J'ai récemment visionné Conclave et lui ai attribué la note de 3,5/5. Le film m’a captivé par son atmosphère feutrée et son huis clos tendu, où les cardinaux, enfermés dans la chapelle Sixtine, doivent élire un nouveau pape. La performance de Ralph Fiennes en cardinal Lawrence est remarquable : il incarne avec subtilité un homme tiraillé entre sa foi et les manigances politiques. Le réalisateur Edward Berger parvient à créer une tension palpable, nous rendant témoins des luttes de pouvoir au sein de l’Église.
Cependant, malgré ces qualités, j’ai ressenti une certaine frustration face à la superficialité de certains personnages. Les cardinaux semblent parfois réduits à des archétypes : le progressiste idéaliste, le conservateur rigide, l’ambitieux sans scrupules. Cette simplification nuit à la complexité des débats internes de l’Église, notamment sur des sujets sensibles comme l’inclusivité ou la modernité. De plus, le twist final, bien que surprenant, m’a paru un peu forcé, manquant de subtilité dans sa mise en œuvre.
La mise en scène, bien que soignée, souffre parfois de lenteurs.

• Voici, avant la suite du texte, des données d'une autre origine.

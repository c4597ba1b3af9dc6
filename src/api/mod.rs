//! The synthesized API surface: namespace objects, the declarative factory
//! table, and the lazy installer that memoizes each namespace on first read.

pub mod namespaces;
pub mod registry;
pub mod root;

use std::collections::HashMap;
use std::rc::Rc;

use serde_json::Value;

use crate::codec::CodecFn;
use crate::config::BootstrapConfig;
use crate::error::ShimError;
use crate::gateway::{Dispatch, Gateway, MethodKind, MethodSpec};
use crate::payload::Arg;
use crate::relay::{EventChannel, EventRelay};

/// Everything a namespace factory closes over: gateway, relay and ambient
/// configuration. Passed explicitly so the construction routine stays
/// self-contained and can be transplanted into another context through a
/// single bridge binding (see `bridge`).
pub struct Env {
    pub gateway: Rc<Gateway>,
    pub relay: Rc<EventRelay>,
    pub config: BootstrapConfig,
}

impl Env {
    pub fn new(gateway: Rc<Gateway>, relay: Rc<EventRelay>, config: BootstrapConfig) -> Rc<Self> {
        Rc::new(Self {
            gateway,
            relay,
            config,
        })
    }
}

/// One resolved API namespace: proxied methods, constants, event channel
/// handles and (for storage) named sub-areas. Built exactly once by its
/// factory; mutated only during that construction, effectively frozen after.
pub struct Namespace {
    name: String,
    env: Rc<Env>,
    methods: HashMap<&'static str, MethodSpec>,
    events: HashMap<&'static str, Rc<EventChannel>>,
    constants: HashMap<&'static str, Value>,
    areas: HashMap<&'static str, Rc<Namespace>>,
}

impl Namespace {
    pub fn new(env: &Rc<Env>, name: impl Into<String>) -> Self {
        Self {
            name: name.into(),
            env: Rc::clone(env),
            methods: HashMap::new(),
            events: HashMap::new(),
            constants: HashMap::new(),
            areas: HashMap::new(),
        }
    }

    pub fn name(&self) -> &str {
        &self.name
    }

    fn qualified(&self, member: &str) -> String {
        format!("{}.{}", self.name, member)
    }

    // Construction-time surface wiring. Consuming builders, used by the
    // namespace factories only.

    pub fn with_proxied(mut self, method: &'static str) -> Self {
        let spec = MethodSpec::proxied(self.qualified(method));
        self.methods.insert(method, spec);
        self
    }

    pub fn with_proxied_codec(mut self, method: &'static str, codec: CodecFn) -> Self {
        let spec = MethodSpec::proxied_with(self.qualified(method), codec);
        self.methods.insert(method, spec);
        self
    }

    pub fn with_unimplemented(mut self, method: &'static str) -> Self {
        let spec = MethodSpec::unimplemented(self.qualified(method));
        self.methods.insert(method, spec);
        self
    }

    pub fn with_local(
        mut self,
        method: &'static str,
        f: impl Fn(&Rc<Env>, Vec<Arg>) -> Dispatch + 'static,
    ) -> Self {
        let spec = MethodSpec::local(self.qualified(method), f);
        self.methods.insert(method, spec);
        self
    }

    pub fn with_event(mut self, event: &'static str) -> Self {
        let channel = Rc::new(self.env.relay.channel(self.qualified(event)));
        self.events.insert(event, channel);
        self
    }

    pub fn with_constant(mut self, name: &'static str, value: Value) -> Self {
        self.constants.insert(name, value);
        self
    }

    pub fn with_area(mut self, name: &'static str, area: Rc<Namespace>) -> Self {
        self.areas.insert(name, area);
        self
    }

    // Consumer surface.

    /// Invoke a member method with the caller's own trailing-callback-or-
    /// await convention.
    pub fn call(&self, method: &str, args: Vec<Arg>) -> Result<Dispatch, ShimError> {
        let spec = self
            .methods
            .get(method)
            .ok_or_else(|| ShimError::UnknownMethod(self.qualified(method)))?;
        match &spec.kind {
            MethodKind::Local(handler) => Ok(handler(&self.env, args)),
            _ => Ok(self.env.gateway.invoke(spec, args)),
        }
    }

    pub fn has_method(&self, method: &str) -> bool {
        self.methods.contains_key(method)
    }

    pub fn event(&self, event: &str) -> Result<Rc<EventChannel>, ShimError> {
        self.events
            .get(event)
            .cloned()
            .ok_or_else(|| ShimError::UnknownEvent(self.qualified(event)))
    }

    pub fn constant(&self, name: &str) -> Option<&Value> {
        self.constants.get(name)
    }

    pub fn area(&self, name: &str) -> Option<Rc<Namespace>> {
        self.areas.get(name).cloned()
    }
}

Certaines scènes auraient gagné à être plus concises pour maintenir le rythme et notre attention. Néanmoins, la reconstitution des lieux, notamment la chapelle Sixtine et la résidence Sainte-Marthe, est impressionnante, contribuant à l’immersion dans cet univers clos et solennel.
En somme, Conclave est un film intrigant qui offre une plongée intéressante dans les arcanes du Vatican. Malgré quelques défauts, il mérite d’être vu pour sa capacité à questionner le pouvoir et la foi. Une œuvre qui, sans être parfaite, suscite la réflexion et le débat.